YOUR GOAL: Write out, unaltered, each line from the top of the records below down to the line where "text.split(delimiter)" appears, that line included.

MATERIAL PROVIDED section start

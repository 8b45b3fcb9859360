use crate::models::TokenTree;

/// Split `text` into a [`TokenTree`], one nesting level per delimiter.
///
/// Text is split on the first delimiter and every segment is split again with
/// the remaining ones. Empty segments are kept, and nothing is trimmed. Text
/// that does not contain the current delimiter, or that is reached once the
/// delimiters run out, becomes a leaf.
pub fn tokenize<S: AsRef<str>>(text: &str, delimiters: &[S]) -> TokenTree {
    let Some((delimiter, rest)) = delimiters.split_first() else {
        return TokenTree::leaf(text);
    };
    let delimiter = delimiter.as_ref();

    if !text.contains(delimiter) {
        return TokenTree::leaf(text);
    }

    TokenTree::Branch(
        text.split(delimiter)
            .map(|segment| tokenize(segment, rest))
            .collect(),
    )
}
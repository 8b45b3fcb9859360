use crate::error::{ProcessingError, Result};
use crate::utils::constants::{INPUT_DELIMITERS, OUTPUT_DELIMITERS};

/// Ordered delimiters, most significant level first.
#[derive(Debug, Clone, PartialEq, Eq)]
pub struct DelimiterSet {
    levels: Vec<String>,
}

impl DelimiterSet {
    pub fn new<I, S>(levels: I) -> Result<Self>
    where
        I: IntoIterator<Item = S>,
        S: Into<String>,
    {
        let levels: Vec<String> = levels.into_iter().map(Into::into).collect();

        if levels.is_empty() {
            return Err(ProcessingError::Config(
                "Delimiter sequence must have at least one level".to_string(),
            ));
        }
        if let Some(pos) = levels.iter().position(String::is_empty) {
            return Err(ProcessingError::Config(format!(
                "Delimiter at level {} is empty",
                pos
            )));
        }

        Ok(Self { levels })
    }

    /// Delimiters used to split `bench_two` output lines.
    pub fn input() -> Self {
        Self::from_static(&INPUT_DELIMITERS)
    }

    /// Delimiters used to write merged lines.
    pub fn output() -> Self {
        Self::from_static(&OUTPUT_DELIMITERS)
    }

    fn from_static(levels: &[&str]) -> Self {
        Self {
            levels: levels.iter().map(|s| s.to_string()).collect(),
        }
    }

    pub fn depth(&self) -> usize {
        self.levels.len()
    }

    pub fn levels(&self) -> &[String] {
        &self.levels
    }
}
//! Ollama client implementation.
//!
//! Used as the conversational model during local development, in place of
//! the hosted Gaia node. No credential is required.
//!
//! # Example
//!
//! ```rust,ignore
//! use llm::local::OllamaClient;
//! use llm::{ChatMessage, ChatModel, ChatRequest, LocalLlmConfig};
//!
//! let config = LocalLlmConfig::new("http://localhost:11434", "llama3.2:latest");
//! let client = OllamaClient::new(config)?;
//!
//! let request = ChatRequest::new(vec![ChatMessage::user("Hello!")]);
//! let response = client.chat(request).await?;
//! ```

use crate::config::LocalLlmConfig;
use crate::error::{LlmError, Result};
use crate::message::{ChatMessage, ChatRole};
use crate::traits::{ChatModel, ChatRequest, ChatResponse};
use async_trait::async_trait;
use reqwest::Client;
use serde::{Deserialize, Serialize};
use std::collections::HashMap;
use tracing::debug;

/// Ollama client for local LLM inference.
#[derive(Clone)]
pub struct OllamaClient {
    config: LocalLlmConfig,
    client: Client,
}

impl OllamaClient {
    /// Create a new Ollama client with the given configuration.
    pub fn new(config: LocalLlmConfig) -> Result<Self> {
        let client = Client::builder().timeout(config.timeout).build()?;
        Ok(Self { config, client })
    }

    /// Convert a chat message to Ollama's message format.
    fn convert_message(&self, msg: &ChatMessage) -> OllamaMessage {
        OllamaMessage {
            role: match msg.role {
                ChatRole::System => "system".to_string(),
                ChatRole::User => "user".to_string(),
                ChatRole::Assistant => "assistant".to_string(),
                // Ollama doesn't have a function role
                ChatRole::Function => "user".to_string(),
            },
            content: msg.content.clone(),
        }
    }

    fn build_request(&self, request: &ChatRequest) -> OllamaRequest {
        let mut options = HashMap::new();
        if let Some(temp) = request.config.temperature {
            options.insert("temperature", serde_json::Value::from(temp));
        }
        if let Some(top_p) = request.config.top_p {
            options.insert("top_p", serde_json::Value::from(top_p));
        }
        if let Some(max_tokens) = request.config.max_tokens {
            options.insert("num_predict", serde_json::Value::from(max_tokens));
        }
        if !request.config.stop.is_empty() {
            options.insert("stop", serde_json::Value::from(request.config.stop.clone()));
        }

        OllamaRequest {
            model: self.config.model.clone(),
            messages: request.messages.iter().map(|m| self.convert_message(m)).collect(),
            stream: false,
            options: if options.is_empty() { None } else { Some(options) },
        }
    }

    fn convert_response(&self, ollama_resp: OllamaResponse) -> Result<ChatResponse> {
        match ollama_resp.message {
            Some(message) if !message.content.is_empty() => Ok(ChatResponse {
                content: message.content,
                model: ollama_resp.model,
            }),
            _ => Err(LlmError::InvalidResponse(
                "Ollama returned no message content".to_string(),
            )),
        }
    }
}

#[async_trait]
impl ChatModel for OllamaClient {
    async fn chat(&self, request: ChatRequest) -> Result<ChatResponse> {
        let url = format!("{}/api/chat", self.config.base_url);
        let body = self.build_request(&request);
        debug!(url = %url, model = %body.model, "Calling Ollama");

        let response = self.client.post(&url).json(&body).send().await.map_err(|e| {
            if e.is_connect() {
                LlmError::ServiceUnavailable(format!(
                    "could not reach Ollama at {}. Make sure it is running with: ollama serve",
                    self.config.base_url
                ))
            } else {
                LlmError::HttpError(e)
            }
        })?;

        if !response.status().is_success() {
            let status = response.status();
            let text = response.text().await.unwrap_or_default();
            return Err(LlmError::from_status("Ollama", status, text));
        }

        let ollama_response: OllamaResponse = response.json().await?;
        self.convert_response(ollama_response)
    }

    fn credential(&self) -> Option<&'static str> {
        None
    }

    fn model_name(&self) -> &str {
        &self.config.model
    }
}

#[derive(Debug, Serialize, Deserialize)]
struct OllamaMessage {
    role: String,
    content: String,
}

#[derive(Debug, Serialize)]
struct OllamaRequest {
    model: String,
    messages: Vec<OllamaMessage>,
    stream: bool,
    #[serde(skip_serializing_if = "Option::is_none")]
    options: Option<HashMap<&'static str, serde_json::Value>>,
}

#[derive(Debug, Deserialize)]
struct OllamaResponse {
    #[serde(default)]
    model: Option<String>,
    #[serde(default)]
    message: Option<OllamaMessage>,
}

#[cfg(test)]
mod tests {
    use super::*;

    fn client() -> OllamaClient {
        OllamaClient::new(LocalLlmConfig::new("http://localhost:11434", "llama3.2:latest")).unwrap()
    }

    #[test]
    fn test_message_conversion_all_roles() {
        let client = client();

        assert_eq!(client.convert_message(&ChatMessage::system("sys")).role, "system");
        assert_eq!(client.convert_message(&ChatMessage::user("hi")).role, "user");
        assert_eq!(client.convert_message(&ChatMessage::assistant("yo")).role, "assistant");

        let func = client.convert_message(&ChatMessage::function("get_token_price", "{\"price\":1}"));
        assert_eq!(func.role, "user");
        assert_eq!(func.content, "{\"price\":1}");
    }

    #[test]
    fn test_build_request_options() {
        let client = client();
        let request = ChatRequest::new(vec![ChatMessage::user("hi")])
            .with_temperature(0.7)
            .with_top_p(0.9)
            .with_max_tokens(2000);

        let json = serde_json::to_value(client.build_request(&request)).unwrap();
        assert_eq!(json["model"], "llama3.2:latest");
        assert_eq!(json["stream"], false);
        assert_eq!(json["options"]["num_predict"], 2000);
        assert!(json["options"].get("stop").is_none());
    }

    #[test]
    fn test_build_request_without_options() {
        let client = client();
        let json = serde_json::to_value(client.build_request(&ChatRequest::new(vec![]))).unwrap();
        assert!(json.get("options").is_none());
    }

    #[test]
    fn test_convert_response() {
        let client = client();
        let parsed: OllamaResponse = serde_json::from_str(
            r#"{"model": "llama3.2:latest", "message": {"role": "assistant", "content": "Hi"}, "done": true}"#,
        )
        .unwrap();
        let response = client.convert_response(parsed).unwrap();
        assert_eq!(response.content, "Hi");
    }

    #[test]
    fn test_convert_response_missing_message() {
        let client = client();
        let parsed: OllamaResponse = serde_json::from_str(r#"{"done": true}"#).unwrap();
        assert!(matches!(
            client.convert_response(parsed),
            Err(LlmError::InvalidResponse(_))
        ));
    }

    #[test]
    fn test_no_credential_needed() {
        assert!(client().credential().is_none());
        assert_eq!(client().model_name(), "llama3.2:latest");
    }
}
//! Configuration loader with dual-location support
//!
//! Loads configuration from:
//! 1. Default values
//! 2. User-level config: ~/.axioschat/axioschat.toml
//! 3. Project-level config: ./.axioschat/axioschat.toml
//!
//! Later configs override earlier ones key by key, so a project file only
//! needs the values it changes.

use crate::config::schema::{config_home, AxiosConfig, CONFIG_DIR, CONFIG_FILE};
use crate::error::{ChatError, Result};
use std::path::{Path, PathBuf};
use tokio::fs;
use tracing::{debug, info};

/// Configuration loader that handles both user and project configs
pub struct ConfigLoader {
    user_config_path: PathBuf,
    project_config_path: PathBuf,
}

impl ConfigLoader {
    /// Create a new config loader
    pub fn new() -> Self {
        Self {
            user_config_path: config_home().join(CONFIG_FILE),
            project_config_path: PathBuf::from(CONFIG_DIR).join(CONFIG_FILE),
        }
    }

    /// Loader over explicit paths.
    pub fn with_paths(user_config_path: impl Into<PathBuf>, project_config_path: impl Into<PathBuf>) -> Self {
        Self {
            user_config_path: user_config_path.into(),
            project_config_path: project_config_path.into(),
        }
    }

    /// Load configuration from both locations with project taking precedence
    ///
    /// Missing files are skipped; unreadable or malformed ones are errors.
    pub async fn load(&self) -> Result<AxiosConfig> {
        let mut merged = toml::Value::try_from(AxiosConfig::default())
            .map_err(|e| ChatError::Config(format!("Failed to render defaults: {}", e)))?;
        debug!("Loading configuration with defaults");

        for path in [&self.user_config_path, &self.project_config_path] {
            match self.load_table(path).await? {
                Some(table) => {
                    debug!(path = %path.display(), "Loaded config file");
                    merge_values(&mut merged, toml::Value::Table(table));
                }
                None => debug!(path = %path.display(), "Config file not found"),
            }
        }

        let mut config: AxiosConfig = merged
            .try_into()
            .map_err(|e| ChatError::Config(format!("Invalid configuration: {}", e)))?;
        config.resolve_env_vars();

        info!("Configuration loaded");
        Ok(config)
    }

    /// Read one file as a raw TOML table, `None` if it does not exist.
    async fn load_table(&self, path: &Path) -> Result<Option<toml::Table>> {
        if !path.exists() {
            return Ok(None);
        }

        let content = fs::read_to_string(path)
            .await
            .map_err(|e| ChatError::Config(format!("Failed to read {}: {}", path.display(), e)))?;

        let table: toml::Table = toml::from_str(&content)
            .map_err(|e| ChatError::Config(format!("Failed to parse {}: {}", path.display(), e)))?;

        Ok(Some(table))
    }

    /// Get user config path
    pub fn user_config_path(&self) -> &Path {
        &self.user_config_path
    }

    /// Get project config path
    pub fn project_config_path(&self) -> &Path {
        &self.project_config_path
    }
}

impl Default for ConfigLoader {
    fn default() -> Self {
        Self::new()
    }
}

/// Recursively overlay `overlay` onto `base`. Tables merge; everything else
/// is replaced.
fn merge_values(base: &mut toml::Value, overlay: toml::Value) {
    match (base, overlay) {
        (toml::Value::Table(base), toml::Value::Table(overlay)) => {
            for (key, value) in overlay {
                match base.get_mut(&key) {
                    Some(existing) => merge_values(existing, value),
                    None => {
                        base.insert(key, value);
                    }
                }
            }
        }
        (base, overlay) => *base = overlay,
    }
}

#[cfg(test)]
mod tests {
    use super::*;
    use crate::config::ConversationProvider;
    use tempfile::TempDir;

    #[test]
    fn test_config_paths() {
        let loader = ConfigLoader::new();
        assert!(loader.user_config_path().ends_with(".axioschat/axioschat.toml"));
        assert!(loader.project_config_path().ends_with(".axioschat/axioschat.toml"));
    }

    #[tokio::test]
    async fn test_load_returns_defaults_when_no_files() {
        let loader = ConfigLoader::with_paths("/nonexistent/user.toml", "/nonexistent/project.toml");
        let config = loader.load().await.unwrap();
        assert_eq!(config, AxiosConfig::default());
    }

    #[tokio::test]
    async fn test_project_overrides_user_key_by_key() {
        let temp_dir = TempDir::new().unwrap();
        let user_path = temp_dir.path().join("user.toml");
        let project_path = temp_dir.path().join("project.toml");

        fs::write(
            &user_path,
            r#"
[conversation]
model = "llama70b"
temperature = 0.2

[logging]
level = "debug"
"#,
        )
        .await
        .unwrap();

        fs::write(
            &project_path,
            r#"
[conversation]
temperature = 0.9

[executor]
latency_ms = 0
"#,
        )
        .await
        .unwrap();

        let config = ConfigLoader::with_paths(&user_path, &project_path)
            .load()
            .await
            .unwrap();

        // Project wins where both set a key
        assert_eq!(config.conversation.temperature, 0.9);
        // User value survives when the project is silent
        assert_eq!(config.conversation.model, "llama70b");
        assert_eq!(config.logging.level, "debug");
        assert_eq!(config.executor.latency_ms, 0);
        // Defaults fill the rest
        assert_eq!(config.conversation.provider, ConversationProvider::Gaia);
        assert_eq!(config.resolver.max_retries, 2);
    }

    #[tokio::test]
    async fn test_malformed_file_is_an_error() {
        let temp_dir = TempDir::new().unwrap();
        let user_path = temp_dir.path().join("user.toml");
        fs::write(&user_path, "[conversation\nmodel = ").await.unwrap();

        let result = ConfigLoader::with_paths(&user_path, "/nonexistent/project.toml")
            .load()
            .await;
        assert!(matches!(result, Err(ChatError::Config(_))));
    }

    #[tokio::test]
    async fn test_wrong_type_is_an_error() {
        let temp_dir = TempDir::new().unwrap();
        let project_path = temp_dir.path().join("project.toml");
        fs::write(&project_path, "[executor]\nlatency_ms = \"slow\"").await.unwrap();

        let result = ConfigLoader::with_paths("/nonexistent/user.toml", &project_path)
            .load()
            .await;
        assert!(matches!(result, Err(ChatError::Config(msg)) if msg.contains("Invalid configuration")));
    }

    #[test]
    fn test_merge_values_replaces_arrays() {
        let mut base: toml::Value = toml::from_str("urls = [\"a\", \"b\"]\n[t]\nx = 1\ny = 2").unwrap();
        let overlay: toml::Value = toml::from_str("urls = [\"c\"]\n[t]\ny = 3").unwrap();
        merge_values(&mut base, overlay);

        assert_eq!(base["urls"].as_array().unwrap().len(), 1);
        assert_eq!(base["t"]["x"].as_integer(), Some(1));
        assert_eq!(base["t"]["y"].as_integer(), Some(3));
    }
}
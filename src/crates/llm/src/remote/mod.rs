//! Remote LLM provider implementations.
//!
//! - **OpenAI-compatible**: chat completions against Gaia Network (Qwen) or
//!   any proxy exposing the same wire format.
//! - **Replicate**: predictions against the Flock Web3 tool-calling model.

pub mod openai;
pub mod replicate;

pub use openai::{OpenAiClient, GAIA_CREDENTIAL};
pub use replicate::{ReplicateClient, FLOCK_WEB3_VERSION, REPLICATE_CREDENTIAL};
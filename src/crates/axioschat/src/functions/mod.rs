//! Blockchain functions: catalog, calls, and resolver output handling.

mod call;
mod catalog;
mod extract;
mod parse;

pub use call::{FunctionCall, FunctionStatus};
pub use catalog::{
    default_tools, default_tools_json, is_read_only, FunctionSchema, ToolSchema, Web3Function,
};
pub use extract::{enrich_arguments, ArgumentHints};
pub use parse::{parse_resolver_output, ResolverOutcome};
//! Result interpretation, with deterministic fallback text.

use super::prompts::{interpretation_system_prompt, interpretation_user_prompt};
use super::{credential_for, GenerationSettings};
use crate::credentials::CredentialStore;
use crate::error::Result;
use crate::functions::{FunctionCall, Web3Function};
use llm::{ChatMessage, ChatModel, ChatRequest};
use serde_json::Value;
use std::sync::Arc;
use tracing::{debug, info, warn};

/// Explains function results in natural language.
pub struct Interpreter {
    model: Arc<dyn ChatModel>,
    settings: GenerationSettings,
}

impl Interpreter {
    pub fn new(model: Arc<dyn ChatModel>, settings: GenerationSettings) -> Self {
        Self { model, settings }
    }

    /// Explain `result` for the user. Falls back to [`fallback_response`]
    /// when the model is unavailable, fails, or says nothing.
    pub async fn interpret(
        &self,
        question: Option<&str>,
        call: &FunctionCall,
        result: &Value,
        credentials: &dyn CredentialStore,
    ) -> String {
        match self.explain(question, call, result, credentials).await {
            Ok(text) if !text.trim().is_empty() => text.trim().to_string(),
            Ok(_) => {
                info!(function = %call.name, "Empty interpretation, using fallback");
                fallback_response(call, result)
            }
            Err(e) => {
                warn!(function = %call.name, error = %e, "Interpretation failed, using fallback");
                fallback_response(call, result)
            }
        }
    }

    async fn explain(
        &self,
        question: Option<&str>,
        call: &FunctionCall,
        result: &Value,
        credentials: &dyn CredentialStore,
    ) -> Result<String> {
        let api_key = credential_for(self.model.credential(), credentials)?;

        let messages = vec![
            ChatMessage::system(interpretation_system_prompt(&call.name, &call.arguments, result)),
            ChatMessage::user(interpretation_user_prompt(question)),
        ];
        let mut request = ChatRequest::new(messages)
            .with_temperature(self.settings.temperature)
            .with_top_p(self.settings.top_p);
        if let Some(max_tokens) = self.settings.max_tokens {
            request = request.with_max_tokens(max_tokens);
        }
        if let Some(key) = api_key {
            request = request.with_api_key(key);
        }

        debug!(function = %call.name, "Requesting interpretation");
        let response = self.model.chat(request).await?;
        Ok(response.content)
    }
}

/// Render a JSON value for inline text: strings unquoted, absent as "unknown".
fn inline(value: Option<&Value>) -> String {
    match value {
        None | Some(Value::Null) => "unknown".to_string(),
        Some(Value::String(s)) => s.clone(),
        Some(other) => other.to_string(),
    }
}

/// Templated explanation of a function result. Never fails.
pub fn fallback_response(call: &FunctionCall, result: &Value) -> String {
    let arg = |key: &str| inline(call.arguments.get(key));
    let field = |key: &str| inline(result.get(key));
    let is_native = call.arguments.get("token_address").and_then(Value::as_str) == Some("native");

    match Web3Function::from_name(&call.name) {
        Some(Web3Function::GetTokenBalance) => {
            let token = result
                .get("token")
                .and_then(Value::as_str)
                .filter(|t| !t.is_empty());
            let unit = if is_native { "BNB" } else { token.unwrap_or("tokens") };
            format!(
                "Your {} balance is {} {}.",
                token.unwrap_or("token"),
                field("balance"),
                unit
            )
        }
        Some(Web3Function::GetTokenPrice) => format!(
            "The current price of {} is {} USD.",
            arg("token_symbol"),
            field("price")
        ),
        Some(Web3Function::SendToken) => format!(
            "Transaction sent! {} {} have been sent to {}. Transaction hash: {}",
            arg("amount"),
            if is_native { "BNB" } else { "tokens" },
            arg("to_address"),
            field("txHash")
        ),
        Some(Web3Function::SwapTokens) => format!(
            "Swap completed! You received {} {}. Transaction hash: {}",
            field("amountOut"),
            arg("token_out"),
            field("txHash")
        ),
        Some(Web3Function::GetGasPrice) => format!(
            "The current gas price is {} {}.",
            field("price"),
            field("unit")
        ),
        _ => format!(
            "Function {} executed successfully: {}",
            call.name,
            serde_json::to_string_pretty(result).unwrap_or_else(|_| result.to_string())
        ),
    }
}
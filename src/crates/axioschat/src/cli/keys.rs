//! `axioschat keys` subcommands.

use crate::credentials::{mask, CredentialKind, CredentialStore};
use crate::error::Result;
use colored::Colorize;

/// Store a credential. A key with an unexpected format is saved anyway, with
/// a warning.
pub fn handle_set(store: &dyn CredentialStore, provider: &str, value: &str) -> Result<CredentialKind> {
    let kind: CredentialKind = provider.parse()?;
    let value = value.trim();

    if let Err(e) = kind.validate(value) {
        println!("{} {}", "⚠".yellow().bold(), e.to_string().yellow());
    }

    store.set(kind, value)?;
    println!("{} {} saved", "✓".green().bold(), kind.display_name());
    Ok(kind)
}

/// Print each credential masked, or how to provide it.
pub fn handle_show(store: &dyn CredentialStore) -> Result<()> {
    println!("{}", "Credentials:".bold());
    for kind in CredentialKind::all() {
        match store.get(kind) {
            Some(value) => println!("  {:<10} {}", kind.as_str(), mask(&value).green()),
            None => println!(
                "  {:<10} {} {}",
                kind.as_str(),
                "(not set)".dimmed(),
                format!("- use `axioschat keys set {} <key>` or ${}", kind, kind.env_var()).dimmed()
            ),
        }
    }
    Ok(())
}

#[cfg(test)]
mod tests {
    use super::*;
    use crate::credentials::MemoryCredentialStore;
    use crate::error::ChatError;

    #[test]
    fn test_set_accepts_legacy_provider_names() {
        let store = MemoryCredentialStore::new();
        let kind = handle_set(&store, "flock", "  r8_token  ").unwrap();
        assert_eq!(kind, CredentialKind::Replicate);
        assert_eq!(store.get(CredentialKind::Replicate).as_deref(), Some("r8_token"));
    }

    #[test]
    fn test_set_keeps_malformed_key() {
        let store = MemoryCredentialStore::new();
        handle_set(&store, "gaia", "sk-not-gaia").unwrap();
        assert_eq!(store.get(CredentialKind::Gaia).as_deref(), Some("sk-not-gaia"));
    }

    #[test]
    fn test_set_unknown_provider() {
        let store = MemoryCredentialStore::new();
        assert!(matches!(
            handle_set(&store, "anthropic", "x"),
            Err(ChatError::Config(_))
        ));
    }
}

MATERIAL PROVIDED section end

WRITTEN SOLUTION:
repository 8b45b3fcb9859360
use crate::models::TokenTree;

/// Split `text` into a [`TokenTree`], one nesting level per delimiter.
///
/// Text is split on the first delimiter and every segment is split again with
/// the remaining ones. Empty segments are kept, and nothing is trimmed. Text
/// that does not contain the current delimiter, or that is reached once the
/// delimiters run out, becomes a leaf.
pub fn tokenize<S: AsRef<str>>(text: &str, delimiters: &[S]) -> TokenTree {
    let Some((delimiter, rest)) = delimiters.split_first() else {
        return TokenTree::leaf(text);
    };
    let delimiter = delimiter.as_ref();

    if !text.contains(delimiter) {
        return TokenTree::leaf(text);
    }

    TokenTree::Branch(
        text.split(delimiter)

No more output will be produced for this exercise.